## [Problem to work on]
Your reply should contain every record, restated word for word.

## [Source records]
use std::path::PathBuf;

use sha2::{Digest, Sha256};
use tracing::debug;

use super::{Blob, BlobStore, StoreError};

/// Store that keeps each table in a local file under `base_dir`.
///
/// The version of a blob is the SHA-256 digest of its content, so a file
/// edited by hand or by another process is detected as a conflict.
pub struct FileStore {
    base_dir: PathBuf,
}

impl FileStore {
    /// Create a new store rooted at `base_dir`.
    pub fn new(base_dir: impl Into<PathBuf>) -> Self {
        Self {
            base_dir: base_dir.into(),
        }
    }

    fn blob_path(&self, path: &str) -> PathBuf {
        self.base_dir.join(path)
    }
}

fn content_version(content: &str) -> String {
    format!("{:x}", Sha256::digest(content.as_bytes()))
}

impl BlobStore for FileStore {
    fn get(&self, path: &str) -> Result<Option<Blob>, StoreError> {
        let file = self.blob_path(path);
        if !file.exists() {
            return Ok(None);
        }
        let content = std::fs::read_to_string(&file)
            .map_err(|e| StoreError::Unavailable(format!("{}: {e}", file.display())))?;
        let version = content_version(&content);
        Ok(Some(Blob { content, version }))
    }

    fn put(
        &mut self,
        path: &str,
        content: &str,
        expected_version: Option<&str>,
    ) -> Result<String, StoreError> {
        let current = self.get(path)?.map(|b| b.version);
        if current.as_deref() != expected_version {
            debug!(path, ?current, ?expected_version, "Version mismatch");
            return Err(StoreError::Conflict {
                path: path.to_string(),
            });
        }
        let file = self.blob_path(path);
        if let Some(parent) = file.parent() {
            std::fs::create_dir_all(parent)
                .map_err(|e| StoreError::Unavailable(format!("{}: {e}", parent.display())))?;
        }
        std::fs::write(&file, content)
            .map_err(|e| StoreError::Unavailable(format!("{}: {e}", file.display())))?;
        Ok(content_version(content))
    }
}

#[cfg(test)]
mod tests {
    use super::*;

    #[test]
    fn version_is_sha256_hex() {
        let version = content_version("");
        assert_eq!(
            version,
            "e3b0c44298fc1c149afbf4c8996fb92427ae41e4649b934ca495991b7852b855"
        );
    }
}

## [Written response]
use std::path::PathBuf;

use sha2::{Digest, Sha256};
use tracing::debug;

use super::{Blob, BlobStore, StoreError};

/// Store that keeps each table in a local file under `base_dir`.
///
/// The version of a blob is the SHA-256 digest of its content, so a file
/// edited by hand or by another process is detected as a conflict.
pub struct FileStore {
    base_dir: PathBuf,
}

impl FileStore {
    /// Create a new store rooted at `base_dir`.
    pub fn new(base_dir: impl Into<PathBuf>) -> Self {
        Self {
            base_dir: base_dir.into(),
        }
    }

    fn blob_path(&self, path: &str) -> PathBuf {
        self.base_dir.join(path)
    }
}

fn content_version(content: &str) -> String {
    format!("{:x}", Sha256::digest(content.as_bytes()))
}

impl BlobStore for FileStore {
    fn get(&self, path: &str) -> Result<Option<Blob>, StoreError> {
        let file = self.blob_path(path);
        if !file.exists() {
            return Ok(None);
        }
        let content = std::fs::read_to_string(&file)
            .map_err(|e| StoreError::Unavailable(format!("{}: {e}", file.display())))?;
        let version = content_version(&content);
        Ok(Some(Blob { content, version }))
    }

    fn put(
        &mut self,
        path: &str,
        content: &str,
        expected_version: Option<&str>,
    ) -> Result<String, StoreError> {
        let current = self.get(path)?.map(|b| b.version);
        if current.as_deref() != expected_version {
            debug!(path, ?current, ?expected_version, "Version mismatch");
            return Err(StoreError::Conflict {
                path: path.to_string(),
            });
        }
        let file = self.blob_path(path);
        if let Some(parent) = file.parent() {
            std::fs::create_dir_all(parent)
                .map_err(|e| StoreError::Unavailable(format!("{}: {e}", parent.display())))?;
        }
        std::fs::write(&file, content)
            .map_err(|e| StoreError::Unavailable(format!("{}: {e}", file.display())))?;
        Ok(content_version(content))
    }
}

#[cfg(test)]
mod tests {
    use super::*;

    #[test]
    fn version_is_sha256_hex() {
        let version = content_version("");
        assert_eq!(
            version,
            "e3b0c44298fc1c149afbf4c8996fb92427ae41e4649b934ca495991b7852b855"
        );
    }
}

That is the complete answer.